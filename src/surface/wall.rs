//! Contact-angle correction of surface normals next to walls
//!
//! For every surface particle the nearest wall neighbor decides the
//! correction. Its wall normal `n_k` and the tangential part of the fluid
//! normal define the wetting direction
//!
//! ```text
//! n_i_w = normalize(n_i - (n_i . n_k) n_k) sin(theta) + n_k cos(theta)
//! ```
//!
//! which replaces the fluid normal within one smoothing length of the wall
//! and fades out over the next one.

use ndarray::Zip;

use crate::body::{BodyId, BodyKind, SphSystem};
use crate::error::{Error, Result};
use crate::math::{self, Real, VectorN};
use crate::sph::neighbor::Neighbor;
use crate::sph::property::WallNormal;
use crate::sph::relation::ContactRelation;

use super::property::{SurfaceIndicator, SurfaceNormal};

/// Initial nearest-wall distance.
const LARGE_DIST: f64 = 1.0e6;

pub struct SurfaceNormWithWall<T: Real, const D: usize> {
    body: BodyId,
    sin_contact_angle: T,
    cos_contact_angle: T,
    particle_spacing: T,
    smoothing_length: T,
    num_walls: usize,
}

impl<T: Real, const D: usize> SurfaceNormWithWall<T, D> {
    pub fn new(system: &SphSystem<T, D>, wall_relation: &ContactRelation<T, D>, contact_angle: T) -> Result<Self> {
        let body = wall_relation.body();
        wall_relation.check(system, body)?;

        let owner = system.body(body)?;
        owner.require::<SurfaceIndicator>()?;
        owner.require::<SurfaceNormal<T, D>>()?;
        for wall in wall_relation.contact_bodies() {
            let wall = system.body(wall)?;
            if wall.kind() != BodyKind::Wall {
                return Err(Error::NotAWall { body: wall.name().to_owned() });
            }
            wall.require::<WallNormal<T, D>>()?;
        }

        let resolution = owner.resolution();
        log::debug!(
            "wall normal correction for `{}`: contact angle {:?}, spacing {:?}, smoothing length {:?}",
            owner.name(),
            contact_angle,
            resolution.spacing,
            resolution.smoothing_length
        );

        Ok(SurfaceNormWithWall {
            body,
            sin_contact_angle: contact_angle.sin(),
            cos_contact_angle: contact_angle.cos(),
            particle_spacing: resolution.spacing,
            smoothing_length: resolution.smoothing_length,
            num_walls: wall_relation.relations().len(),
        })
    }

    pub fn particle_spacing(&self) -> T {
        self.particle_spacing
    }

    pub fn smoothing_length(&self) -> T {
        self.smoothing_length
    }

    /// Weight of the uncorrected normal at wall-normal distance `r_perp`.
    pub fn smoothing_factor(&self, r_perp: T) -> T {
        let h = self.smoothing_length;
        if r_perp <= h {
            T::zero()
        } else {
            ((r_perp - h) / h).min(T::one())
        }
    }

    /// Corrected normal of a particle with normal `n_i` whose nearest wall
    /// neighbor carries the wall normal `n_k`.
    pub fn corrected_normal(&self, n_i: &VectorN<T, D>, n_k: &VectorN<T, D>, neighbor: &Neighbor<T, D>) -> VectorN<T, D> {
        let n_t = math::normalize_guarded(&(n_i - n_k * n_i.dot(n_k)));
        let n_i_w = n_t * self.sin_contact_angle + n_k * self.cos_contact_angle;

        let r_perp = neighbor.r_ij * n_k.dot(&neighbor.e_ij);
        let s = self.smoothing_factor(r_perp);
        math::normalize_guarded(&(n_i * s + n_i_w * (T::one() - s)))
    }

    pub fn exec(&self, system: &SphSystem<T, D>, wall_relation: &ContactRelation<T, D>) -> Result<()> {
        wall_relation.check(system, self.body)?;
        let walls = wall_relation.relations();
        if walls.len() != self.num_walls {
            return Err(Error::RelationMismatch {
                body: system.body(self.body)?.name().to_owned(),
                reason: format!("{} wall bodies, expected {}", walls.len(), self.num_walls),
            });
        }

        let particles = system.body(self.body)?.particles();
        let indicator = particles.read_property::<SurfaceIndicator>()?;
        let mut surface_norm = particles.write_property::<SurfaceNormal<T, D>>()?;

        let wall_normals = walls
            .iter()
            .map(|wall| system.body(wall.source_body())?.particles().read_property::<WallNormal<T, D>>())
            .collect::<Result<Vec<_>>>()?;
        let wall_normals: Vec<&[VectorN<T, D>]> = wall_normals.iter().map(|n| &**n).collect();
        let indicator: &[i32] = &indicator;

        Zip::indexed(&mut surface_norm[..]).par_for_each(|i, surface_norm| {
            if indicator[i] != 1 {
                return;
            }

            let mut large_dist = T::new(LARGE_DIST);
            let mut nearest = None;
            for (k, wall) in walls.iter().enumerate() {
                for n in wall.neighborhood(i).iter() {
                    if n.r_ij < large_dist {
                        large_dist = n.r_ij;
                        nearest = Some((k, n));
                    }
                }
            }

            if let Some((k, n)) = nearest {
                *surface_norm = self.corrected_normal(surface_norm, &wall_normals[k][n.j], &n);
            }
        });

        Ok(())
    }
}
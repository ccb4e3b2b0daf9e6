//! Free-surface indication
//!
//! The position divergence `-Σ dW_ij r_ij V_j` approaches the number of
//! spatial dimensions inside a body and drops where the neighbor support is
//! truncated by a free surface. Contact neighbors contribute with the volume
//! `m_j / ρ0_k` of their body, so a fluid touching a wall or another fluid is
//! not mistaken for a free surface.

use ndarray::Zip;

use crate::body::{BodyId, SphSystem};
use crate::config::{IndicationMode, SurfaceConfig};
use crate::error::{Error, Result};
use crate::math::Real;
use crate::sph::neighbor::Neighborhood;
use crate::sph::property::{Mass, Volume};
use crate::sph::relation::ComplexRelation;

use super::property::{PositionDivergence, PreviousSurfaceIndicator, SurfaceIndicator};

pub struct FreeSurfaceIndication<T: Real, const D: usize> {
    body: BodyId,
    mode: IndicationMode,
    threshold_by_dimensions: T,
    smoothing_length: T,
    contact_inv_rho0: Vec<T>,
}

impl<T: Real, const D: usize> FreeSurfaceIndication<T, D> {
    pub fn new(system: &SphSystem<T, D>, relation: &ComplexRelation<T, D>, config: &SurfaceConfig) -> Result<Self> {
        let body = relation.body();
        relation.check(system, body)?;

        let owner = system.body(body)?;
        owner.require::<Volume<T>>()?;
        owner.require::<PositionDivergence<T>>()?;
        owner.require::<SurfaceIndicator>()?;
        if config.indication == IndicationMode::SpatialTemporal {
            owner.require::<PreviousSurfaceIndicator>()?;
        }

        let contact_inv_rho0 = relation
            .contacts()
            .iter()
            .map(|contact| {
                let contact_body = system.body(contact.source_body())?;
                contact_body.require::<Mass<T>>()?;
                let rho0 = contact_body.rest_density();
                if rho0 <= T::zero() {
                    return Err(Error::InvalidParameter {
                        name: "rest_density",
                        reason: format!("body `{}` has rest density {:?}", contact_body.name(), rho0),
                    });
                }
                Ok(T::one() / rho0)
            })
            .collect::<Result<Vec<_>>>()?;

        Ok(FreeSurfaceIndication {
            body,
            mode: config.indication,
            threshold_by_dimensions: config.threshold_by_dimensions(D),
            smoothing_length: owner.resolution().smoothing_length,
            contact_inv_rho0,
        })
    }

    pub fn threshold_by_dimensions(&self) -> T {
        self.threshold_by_dimensions
    }

    fn check_relation(&self, system: &SphSystem<T, D>, relation: &ComplexRelation<T, D>) -> Result<()> {
        if relation.body() != self.body || relation.contacts().len() != self.contact_inv_rho0.len() {
            return Err(Error::RelationMismatch {
                body: system.body(self.body)?.name().to_owned(),
                reason: "relation differs from the one used at construction".to_owned(),
            });
        }
        relation.check(system, self.body)
    }

    /// Accumulate the inner and contact position divergence of every particle.
    pub fn interaction(&self, system: &SphSystem<T, D>, relation: &ComplexRelation<T, D>) -> Result<()> {
        self.check_relation(system, relation)?;

        let particles = system.body(self.body)?.particles();
        if self.mode == IndicationMode::SpatialTemporal {
            let indicator = particles.read_property::<SurfaceIndicator>()?;
            let mut previous = particles.write_property::<PreviousSurfaceIndicator>()?;
            previous.copy_from_slice(&indicator);
        }

        let volumes = particles.read_property::<Volume<T>>()?;
        let mut pos_div = particles.write_property::<PositionDivergence<T>>()?;

        let contact_masses = relation
            .contacts()
            .iter()
            .map(|contact| system.body(contact.source_body())?.particles().read_property::<Mass<T>>())
            .collect::<Result<Vec<_>>>()?;
        let contact_masses: Vec<&[T]> = contact_masses.iter().map(|mass| &**mass).collect();

        let volumes: &[T] = &volumes;
        let inner = &relation.inner;
        let contacts = relation.contacts();
        let contact_inv_rho0 = &self.contact_inv_rho0;

        Zip::indexed(&mut pos_div[..]).par_for_each(|i, pos_div| {
            let mut div = T::zero();
            for n in inner.neighborhood(i).iter() {
                div -= n.dw_ij * n.r_ij * volumes[n.j];
            }
            *pos_div = div;

            let mut div = T::zero();
            for (k, contact) in contacts.iter().enumerate() {
                let mass_k = contact_masses[k];
                let inv_rho0_k = contact_inv_rho0[k];
                for n in contact.neighborhood(i).iter() {
                    div -= n.dw_ij * n.r_ij * inv_rho0_k * mass_k[n.j];
                }
            }
            *pos_div += div;
        });

        Ok(())
    }

    /// Classify particles from the divergence field written by [`interaction`].
    ///
    /// [`interaction`]: FreeSurfaceIndication::interaction
    pub fn update(&self, system: &SphSystem<T, D>, relation: &ComplexRelation<T, D>) -> Result<()> {
        self.check_relation(system, relation)?;

        let particles = system.body(self.body)?.particles();
        let pos_div = particles.read_property::<PositionDivergence<T>>()?;
        let previous = match self.mode {
            IndicationMode::Spatial => None,
            IndicationMode::SpatialTemporal => Some(particles.read_property::<PreviousSurfaceIndicator>()?),
        };
        let mut indicator = particles.write_property::<SurfaceIndicator>()?;

        let pos_div: &[T] = &pos_div;
        let previous: Option<&[i32]> = previous.as_deref();
        let inner = &relation.inner;

        Zip::indexed(&mut indicator[..]).par_for_each(|i, indicator| {
            let neighborhood = inner.neighborhood(i);
            let is_surface = pos_div[i] < self.threshold_by_dimensions || {
                let near_surface = self.is_very_near_free_surface(neighborhood, pos_div);
                match previous {
                    Some(previous) => near_surface && is_near_previous_surface(i, neighborhood, previous),
                    None => near_surface,
                }
            };
            *indicator = if is_surface { 1 } else { 0 };
        });

        Ok(())
    }

    /// Some inner neighbor within one smoothing length lies below the threshold.
    fn is_very_near_free_surface(&self, neighborhood: &Neighborhood<T, D>, pos_div: &[T]) -> bool {
        neighborhood
            .iter()
            .any(|n| pos_div[n.j] < self.threshold_by_dimensions && n.r_ij < self.smoothing_length)
    }
}

fn is_near_previous_surface<T: Real, const D: usize>(i: usize, neighborhood: &Neighborhood<T, D>, previous: &[i32]) -> bool {
    previous[i] == 1 || neighborhood.j().iter().any(|&j| previous[j] == 1)
}
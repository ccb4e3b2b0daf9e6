//! Free-surface indication, color-function gradients and wall-corrected
//! surface normals for multi-body particle clouds.
//!
//! The crate works on bodies whose neighbor lists were filled beforehand
//! (see [`sph::relation`]). A substep runs the stages in [`surface`] in a
//! fixed order.

extern crate nalgebra as na;

pub mod body;
pub mod config;
pub mod error;
pub mod math;
pub mod particle;
pub mod sph;
pub mod surface;

pub use body::{Body, BodyId, BodyKind, Resolution, SphSystem};
pub use config::{IndicationMode, SurfaceConfig};
pub use error::{Error, Result};
pub use surface::SurfaceDynamics;
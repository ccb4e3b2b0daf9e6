//! Surface detection on a water block resting on a floor.
//!
//! Run with `RUST_LOG=debug` to follow the stages. An optional TOML file
//! with a `SurfaceConfig` can be passed as first argument.

use nalgebra::Vector2;
use std::{env, fs};

use sph_surface::sph::kernel::WendlandC2;
use sph_surface::sph::neighbor::AllPairs;
use sph_surface::sph::property::{Density, Mass, Position, Volume, WallNormal};
use sph_surface::sph::relation::{ComplexRelation, ContactRelation};
use sph_surface::surface::property::{SurfaceIndicator, SurfaceNormal};
use sph_surface::{Body, BodyKind, Resolution, SphSystem, SurfaceConfig, SurfaceDynamics};

const DP: f64 = 0.025;
const RHO0: f64 = 1000.0;

fn block(name: &str, kind: BodyKind, nx: usize, ny: usize, y0: f64) -> sph_surface::Result<Body<f64, 2>> {
    let positions = (0..nx)
        .flat_map(|i| (0..ny).map(move |j| Vector2::new((i as f64 + 0.5) * DP, y0 + (j as f64 + 0.5) * DP)))
        .collect::<Vec<_>>();
    let n = positions.len();

    let mut body = Body::new(name, kind, RHO0, Resolution::new(DP)?);
    let mut builder = body.particles_mut().add_particles(n);
    builder
        .with::<Position<f64, 2>>(&positions)?
        .with::<Volume<f64>>(&vec![DP * DP; n])?
        .with::<Mass<f64>>(&vec![RHO0 * DP * DP; n])?
        .with::<Density<f64>>(&vec![RHO0; n])?;
    if kind == BodyKind::Wall {
        builder.with::<WallNormal<f64, 2>>(&vec![Vector2::new(0.0, 1.0); n])?;
    }
    drop(builder);
    Ok(body)
}

fn main() -> Result<(), Box<dyn std::error::Error>> {
    env_logger::init();

    let config = match env::args().nth(1) {
        Some(path) => SurfaceConfig::from_toml_str(&fs::read_to_string(path)?)?,
        None => SurfaceConfig::default().with_contact_angle_degrees(60.0),
    };

    let mut system = SphSystem::new();
    let water = system.add_body(block("water", BodyKind::Fluid, 40, 20, 0.0)?);
    let floor = system.add_body(block("floor", BodyKind::Wall, 40, 3, -3.0 * DP)?);

    let kernel = WendlandC2::new(system.body(water)?.resolution().smoothing_length, 2)?;
    let mut search = AllPairs::new();
    let mut relation = ComplexRelation::new(&system, water, &[floor])?;
    relation.update_configuration(&system, &kernel, &mut search)?;
    let mut wall_relation = ContactRelation::new(&system, water, &[floor])?;
    wall_relation.update_configuration(&system, &kernel, &mut search)?;

    let dynamics = SurfaceDynamics::new(&system, &relation, Some(&wall_relation), &config)?;
    let summary = dynamics.exec(&system, &relation, Some(&wall_relation))?;
    log::info!(
        "{} of {} particles on the surface",
        summary.surface_particles,
        summary.total_particles
    );

    let particles = system.body(water)?.particles();
    let indicator = particles.read_property::<SurfaceIndicator>()?;
    let normal = particles.read_property::<SurfaceNormal<f64, 2>>()?;
    let positions = particles.read_property::<Position<f64, 2>>()?;
    for i in (0..indicator.len()).filter(|&i| indicator[i] == 1 && positions[i].y < 2.0 * DP) {
        println!(
            "x = {:.4}, y = {:.4}, n = ({:.4}, {:.4})",
            positions[i].x, positions[i].y, normal[i].x, normal[i].y
        );
    }

    Ok(())
}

== Exercise goal ==
Filter the listing above down to the lines that contain the word "search".

== Solution below ==
    let mut search = AllPairs::new();
    relation.update_configuration(&system, &kernel, &mut search)?;
    wall_relation.update_configuration(&system, &kernel, &mut search)?;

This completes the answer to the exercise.